(Stored data entries)
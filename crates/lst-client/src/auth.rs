//! Access-token acquisition.
//!
//! The auth protocol itself is the vendor's: one refresh-token grant
//! against the configured token endpoint yields a short-lived access
//! token. Nothing here caches, rotates, or refreshes tokens.

use std::time::Duration;

use serde::Deserialize;

use lst_core::WorkflowConfig;

use crate::error::ApiError;

/// A short-lived bearer token for the selling-partner APIs.
///
/// `Debug` is redacted so the token never reaches log output.
#[derive(Clone)]
pub struct AccessToken(String);

impl AccessToken {
    /// Wrap an already-obtained token (useful in tests).
    pub fn new(token: impl Into<String>) -> Self {
        Self(token.into())
    }

    /// The raw token value.
    pub fn as_str(&self) -> &str {
        &self.0
    }
}

impl std::fmt::Debug for AccessToken {
    fn fmt(&self, f: &mut std::fmt::Formatter<'_>) -> std::fmt::Result {
        f.debug_tuple("AccessToken").field(&"[REDACTED]").finish()
    }
}

#[derive(Debug, Deserialize)]
struct TokenResponse {
    access_token: String,
}

/// Exchange the configured refresh token for an access token.
///
/// # Errors
///
/// Returns [`ApiError::Http`] on transport failure, [`ApiError::Auth`]
/// if the token endpoint rejects the grant, and
/// [`ApiError::Deserialization`] if the response is not the expected
/// token shape.
pub async fn fetch_access_token(config: &WorkflowConfig) -> Result<AccessToken, ApiError> {
    let endpoint = "POST token exchange";
    let http = reqwest::Client::builder()
        .timeout(Duration::from_secs(config.timeout_secs))
        .build()
        .map_err(|e| ApiError::ClientInit {
            reason: e.to_string(),
        })?;

    let params = [
        ("grant_type", "refresh_token"),
        ("refresh_token", config.refresh_token.as_str()),
        ("client_id", config.client_id.as_str()),
        ("client_secret", config.client_secret.as_str()),
    ];

    let resp = http
        .post(config.auth_endpoint.clone())
        .form(&params)
        .send()
        .await
        .map_err(|e| ApiError::Http {
            endpoint: endpoint.into(),
            source: e,
        })?;

    if !resp.status().is_success() {
        let status = resp.status().as_u16();
        let body = resp.text().await.unwrap_or_default();
        return Err(ApiError::Auth {
            reason: format!("token endpoint returned {status}: {body}"),
        });
    }

    let token: TokenResponse = resp.json().await.map_err(|e| ApiError::Deserialization {
        endpoint: endpoint.into(),
        source: e,
    })?;

    tracing::info!("obtained access token");
    Ok(AccessToken(token.access_token))
}

#[cfg(test)]
mod tests {
    use super::*;

    #[test]
    fn debug_never_prints_the_token() {
        let token = AccessToken::new("Atza|very-secret");
        let debug = format!("{token:?}");
        assert!(!debug.contains("very-secret"));
        assert!(debug.contains("[REDACTED]"));
    }
}
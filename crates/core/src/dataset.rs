use crate::error::LoadError;
use crate::models::{PreparationOptions, PropertyRecord};
use regex::RegexBuilder;
use std::collections::HashSet;
use std::ops::Deref;

/// Comparison universe: every row has all four comparison features and no
/// two rows share the same feature values.
#[derive(Debug, Clone, Default, PartialEq)]
pub struct CandidatePool {
    records: Vec<PropertyRecord>,
}

impl CandidatePool {
    /// Drops rows with a missing feature, then rows duplicating an earlier
    /// row on all four features.
    pub fn from_records(records: impl IntoIterator<Item = PropertyRecord>) -> Self {
        let mut seen = HashSet::new();
        let records = records
            .into_iter()
            .filter(|record| match record.features() {
                Some(features) => seen.insert(features.map(f64::to_bits)),
                None => false,
            })
            .collect();
        Self { records }
    }

    pub fn records(&self) -> &[PropertyRecord] {
        &self.records
    }

    pub fn into_records(self) -> Vec<PropertyRecord> {
        self.records
    }
}

impl Deref for CandidatePool {
    type Target = [PropertyRecord];

    fn deref(&self) -> &Self::Target {
        &self.records
    }
}

#[derive(Debug, Clone, Default)]
pub struct PreparedData {
    pub pool: CandidatePool,
    /// Later transactions the user can pick a query from.
    pub held_out: Vec<PropertyRecord>,
}

/// Splits transactions chronologically: the earliest `pool_fraction` of the
/// matching rows become the pool, the remainder the held-out queries.
pub fn prepare_pool(
    mut records: Vec<PropertyRecord>,
    options: &PreparationOptions,
) -> Result<PreparedData, LoadError> {
    if !(options.pool_fraction > 0.0 && options.pool_fraction <= 1.0) {
        return Err(LoadError::InvalidArgument(format!(
            "pool fraction must be in (0, 1], got {}",
            options.pool_fraction
        )));
    }

    // undated rows sort last
    records.sort_by_key(|record| (record.date.is_none(), record.date));
    records.retain(|record| {
        let type_matches = match &options.property_type {
            Some(wanted) => record.property_type.as_deref() == Some(wanted.as_str()),
            None => true,
        };
        type_matches && (!options.sales_only || record.nature.is_sale())
    });

    let pool_size = (options.pool_fraction * records.len() as f64) as usize;
    let held_out = records.split_off(pool_size.min(records.len()));

    Ok(PreparedData {
        pool: CandidatePool::from_records(records),
        held_out: held_out
            .into_iter()
            .filter(|record| record.features().is_some())
            .collect(),
    })
}

/// Dashboard cleaning: sales only, complete rows, and every `Local…`
/// premises type collapsed into `Local`.
pub fn clean_for_display(records: impl IntoIterator<Item = PropertyRecord>) -> Vec<PropertyRecord> {
    records
        .into_iter()
        .filter(|record| record.nature.is_sale())
        .filter(|record| {
            record.price.is_some()
                && record.features().is_some()
                && record.property_type.is_some()
                && record.address.street_number.is_some()
                && record.address.street_name.is_some()
        })
        .map(|mut record| {
            if let Some(kind) = &record.property_type {
                if kind.starts_with("Local") {
                    record.property_type = Some("Local".to_string());
                }
            }
            record
        })
        .collect()
}

#[derive(Debug, Clone, Default, PartialEq, Eq)]
pub struct TransactionFilter {
    pub only_sales: bool,
    /// Case-insensitive regular expression matched against the street name.
    pub street_pattern: Option<String>,
}

impl TransactionFilter {
    pub fn apply(&self, records: &[PropertyRecord]) -> Result<Vec<PropertyRecord>, LoadError> {
        let street = match self.street_pattern.as_deref().map(str::trim) {
            Some(pattern) if !pattern.is_empty() => Some(
                RegexBuilder::new(pattern)
                    .case_insensitive(true)
                    .build()?,
            ),
            _ => None,
        };

        Ok(records
            .iter()
            .filter(|record| !self.only_sales || record.nature.is_sale())
            .filter(|record| match &street {
                Some(regex) => record
                    .address
                    .street_name
                    .as_deref()
                    .is_some_and(|name| regex.is_match(name)),
                None => true,
            })
            .cloned()
            .collect())
    }
}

» **Work instruction**: Going through the data above, please tally the lines that contain the string "obtained" and return only the total.

» **The completed task**: 2